Ese año, 1991, a pesar del panorama brillante en que navegaba el Titanic de las compañías, fue también el comienzo del naufragio. Otro buen amigo, el periodista Héctor Mario Rodríguez, con su profesionalismo de sabueso siguió el caso del iceberg que malogró la odisea Glottman. Descubrió manejos inexplicables y una captación ilegal del dinero. El éxito en el escenario fue sustituido por el escándalo entre bambalinas. Jaime Glottman, su pareja, su hijo y sus tres hijas salieron del país. 

Para Dora, la construcción de la fábrica de ICASA, en un espacio de 40.000 metros, se financió con préstamos y afectó a la cadena de almacenes. Colgadas de créditos costosos, y con la promesa fallida de exportar a los países del Pacto Andino, las compañías se precipitaron en una única deriva: la iliquidez. “El fantasma de la deuda persiguió a mi papá hasta que lo alcanzó –escribe Dora–. Las compañías dependían excesivamente de préstamos de particulares, lo cual era legal en su momento. Sin embargo, ese tipo de captación fue prohibida dejando a todos los que estaban involucrados en una súbita condición de ilegalidad. Eventualmente, las empresas fueron liquidadas, causando enorme perjuicio a muchísimas familias colombianas”. 

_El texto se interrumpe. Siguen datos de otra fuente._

use axum::{
    Json, Router,
    extract::{Query, State},
    response::Response,
    routing::get,
};

use crate::{
    dto::reports::{
        DailySalesReport, InventoryExportQuery, InventoryReport, MonthlySalesQuery,
        PerformanceExportQuery, PerformanceQuery, PerformanceReport, PerformanceVariant,
        SalesRangeQuery, SalesReport, SalesSeries,
    },
    error::AppResult,
    export::attachment_response,
    middleware::auth::AuthUser,
    response::ApiResponse,
    services::report_service,
    state::AppState,
};

pub fn router() -> Router<AppState> {
    Router::new()
        .route("/sales", get(sales))
        .route("/sales/daily", get(daily_sales))
        .route("/sales/monthly", get(monthly_sales))
        .route("/sales/yearly", get(yearly_sales))
        .route("/inventory", get(inventory))
        .route("/products", get(product_performance))
        .route("/export/sales", get(export_sales_csv))
        .route("/export/sales/sheet", get(export_sales_sheet))
        .route("/export/inventory", get(export_inventory_csv))
        .route("/export/products", get(export_performance_csv))
}

#[utoipa::path(
    get,
    path = "/api/reports/sales",
    params(
        ("start_date" = Option<String>, Query, description = "Inclusive start date (YYYY-MM-DD)"),
        ("end_date" = Option<String>, Query, description = "Inclusive end date (YYYY-MM-DD)"),
    ),
    responses(
        (status = 200, description = "Completed-order revenue over the range", body = ApiResponse<SalesReport>)
    ),
    security(("bearer_auth" = [])),
    tag = "Reports"
)]
pub async fn sales(
    State(state): State<AppState>,
    _user: AuthUser,
    Query(query): Query<SalesRangeQuery>,
) -> AppResult<Json<ApiResponse<SalesReport>>> {
    let resp = report_service::sales_report(&state, query).await?;
    Ok(Json(resp))
}

#[utoipa::path(get, path = "/api/reports/sales/daily", security(("bearer_auth" = [])), tag = "Reports")]
pub async fn daily_sales(
    State(state): State<AppState>,
    _user: AuthUser,
) -> AppResult<Json<ApiResponse<DailySalesReport>>> {
    let resp = report_service::daily_sales(&state).await?;
    Ok(Json(resp))
}

#[utoipa::path(
    get,
    path = "/api/reports/sales/monthly",
    params(("year" = Option<i32>, Query, description = "Calendar year, defaults to current")),
    responses((status = 200, body = ApiResponse<SalesSeries>)),
    security(("bearer_auth" = [])),
    tag = "Reports"
)]
pub async fn monthly_sales(
    State(state): State<AppState>,
    _user: AuthUser,
    Query(query): Query<MonthlySalesQuery>,
) -> AppResult<Json<ApiResponse<SalesSeries>>> {
    let resp = report_service::monthly_sales(&state, query).await?;
    Ok(Json(resp))
}

#[utoipa::path(get, path = "/api/reports/sales/yearly", security(("bearer_auth" = [])), tag = "Reports")]
pub async fn yearly_sales(
    State(state): State<AppState>,
    _user: AuthUser,
) -> AppResult<Json<ApiResponse<SalesSeries>>> {
    let resp = report_service::yearly_sales(&state).await?;
    Ok(Json(resp))
}

#[utoipa::path(get, path = "/api/reports/inventory", security(("bearer_auth" = [])), tag = "Reports")]
pub async fn inventory(
    State(state): State<AppState>,
    _user: AuthUser,
) -> AppResult<Json<ApiResponse<InventoryReport>>> {
    let resp = report_service::inventory_report(&state).await?;
    Ok(Json(resp))
}

#[utoipa::path(
    get,
    path = "/api/reports/products",
    params(("variant" = Option<String>, Query, description = "performance | top | low")),
    responses((status = 200, body = ApiResponse<PerformanceReport>)),
    security(("bearer_auth" = [])),
    tag = "Reports"
)]
pub async fn product_performance(
    State(state): State<AppState>,
    _user: AuthUser,
    Query(query): Query<PerformanceQuery>,
) -> AppResult<Json<ApiResponse<PerformanceReport>>> {
    let variant = query.variant.unwrap_or(PerformanceVariant::Performance);
    let resp = report_service::product_performance(&state, variant).await?;
    Ok(Json(resp))
}

#[utoipa::path(get, path = "/api/reports/export/sales", security(("bearer_auth" = [])), tag = "Reports")]
pub async fn export_sales_csv(State(state): State<AppState>, _user: AuthUser) -> AppResult<Response> {
    let (filename, bytes) = report_service::export_sales_csv(&state).await?;
    Ok(attachment_response(&filename, "text/csv", bytes))
}

#[utoipa::path(get, path = "/api/reports/export/sales/sheet", security(("bearer_auth" = [])), tag = "Reports")]
pub async fn export_sales_sheet(
    State(state): State<AppState>,
    _user: AuthUser,
) -> AppResult<Response> {
    let (filename, bytes) = report_service::export_sales_sheet(&state).await?;
    let content_type = state.documents.content_type();
    Ok(attachment_response(&filename, content_type, bytes))
}

#[utoipa::path(
    get,
    path = "/api/reports/export/inventory",
    params(("type" = Option<String>, Query, description = "low_stock | out_of_stock")),
    security(("bearer_auth" = [])),
    tag = "Reports"
)]
pub async fn export_inventory_csv(
    State(state): State<AppState>,
    _user: AuthUser,
    Query(query): Query<InventoryExportQuery>,
) -> AppResult<Response> {
    let kind = query
        .kind
        .unwrap_or(crate::dto::reports::InventoryExportKind::LowStock);
    let (filename, bytes) = report_service::export_inventory_csv(&state, kind).await?;
    Ok(attachment_response(&filename, "text/csv", bytes))
}

#[utoipa::path(
    get,
    path = "/api/reports/export/products",
    params(("type" = Option<String>, Query, description = "performance | top | low")),
    security(("bearer_auth" = [])),
    tag = "Reports"
)]
pub async fn export_performance_csv(
    State(state): State<AppState>,
    _user: AuthUser,
    Query(query): Query<PerformanceExportQuery>,
) -> AppResult<Response> {
    let variant = query.variant.unwrap_or(PerformanceVariant::Performance);
    let (filename, bytes) = report_service::export_performance_csv(&state, variant).await?;
    Ok(attachment_response(&filename, "text/csv", bytes))
}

Muchos años después volví a pasar por la esquina de la Carrera 13 con Calle 24, diagonal a la sede de “Foto Preciado”, que exhibía sus imágenes de estudio como cuadros de galería, de camino a un centro de la ciudad que ya no era mío, ya no era el de mi infancia y ni el de la etapa germinal de mi adolescencia. El brillo de J. GLOTTMAN S.A. se había convertido en la adustez de la Universidad Incca de Colombia. Con el almacén extinto se esfumaban los recuerdos del primer electrodoméstico que compraron allí muchos habitantes raizales de la ciudad o los primeros de la ola de inmigrantes que subieron a convertir el páramo nubado en la capital de todos. 

Como cantó el fallecido Omar Geles: “los caminos de la vida / no son como yo pensaba / como los imaginaba / no son como yo creía”. Y tal vez eso fue lo que sintieron Dora y Germán cuando se encontraron en la cocina del Restaurante Sette MoMA enfundados en sus delantales distintivos y supieron que venían de la misma desdicha. Pero que debían confiar en Dios, que no los iba a dejar sufrir pruebas más duras que aquellas que podían soportar.